▸ **WHAT YOU SHOULD DO**: Below are the records; copy each line in them that holds the word "against".

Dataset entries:

******

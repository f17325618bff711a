//! Request and response envelopes
//!
//! Neither type leaves the core: callers only ever see `Outcome`.

use crate::assistant::mode::{Mode, ModeDescriptor};
use serde_json::{Map, Value as JsonValue};

/// Raw decoded backend payload
///
/// Consumed once by the normalizer, then dropped.
pub type ResponseEnvelope = Map<String, JsonValue>;

/// Outgoing request, built fresh for every submission
#[derive(Debug, Clone, PartialEq, Eq)]
pub struct RequestEnvelope {
    mode: Mode,
    endpoint_path: &'static str,
    field: &'static str,
    text: String,
}

impl RequestEnvelope {
    /// Build an envelope for `descriptor` carrying `text` under `field`
    ///
    /// `field` must already be resolved against the descriptor, so the body
    /// always holds exactly one registered key.
    pub fn new(descriptor: &ModeDescriptor, field: &'static str, text: impl Into<String>) -> Self {
        debug_assert!(descriptor.accepts(field));
        Self {
            mode: descriptor.mode,
            endpoint_path: descriptor.endpoint_path,
            field,
            text: text.into(),
        }
    }

    /// Build an envelope using the descriptor's canonical field
    pub fn canonical(descriptor: &ModeDescriptor, text: impl Into<String>) -> Self {
        Self::new(descriptor, descriptor.canonical_key(), text)
    }

    pub fn mode(&self) -> Mode {
        self.mode
    }

    pub fn endpoint_path(&self) -> &'static str {
        self.endpoint_path
    }

    /// Name of the single body field
    pub fn field(&self) -> &'static str {
        self.field
    }

    /// Length of the input text in bytes (for logging)
    pub fn text_len(&self) -> usize {
        self.text.len()
    }

    /// JSON body: `{ <field>: <text> }`
    pub fn body(&self) -> JsonValue {
        let mut body = Map::with_capacity(1);
        body.insert(self.field.to_string(), JsonValue::String(self.text.clone()));
        JsonValue::Object(body)
    }

    /// Full URL against `base_url` (no trailing slash expected)
    pub fn url(&self, base_url: &str) -> String {
        format!("{}{}", base_url.trim_end_matches('/'), self.endpoint_path)
    }
}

******

▸ **SOLVED EXERCISE**:
    /// `field` must already be resolved against the descriptor, so the body
    /// Full URL against `base_url` (no trailing slash expected)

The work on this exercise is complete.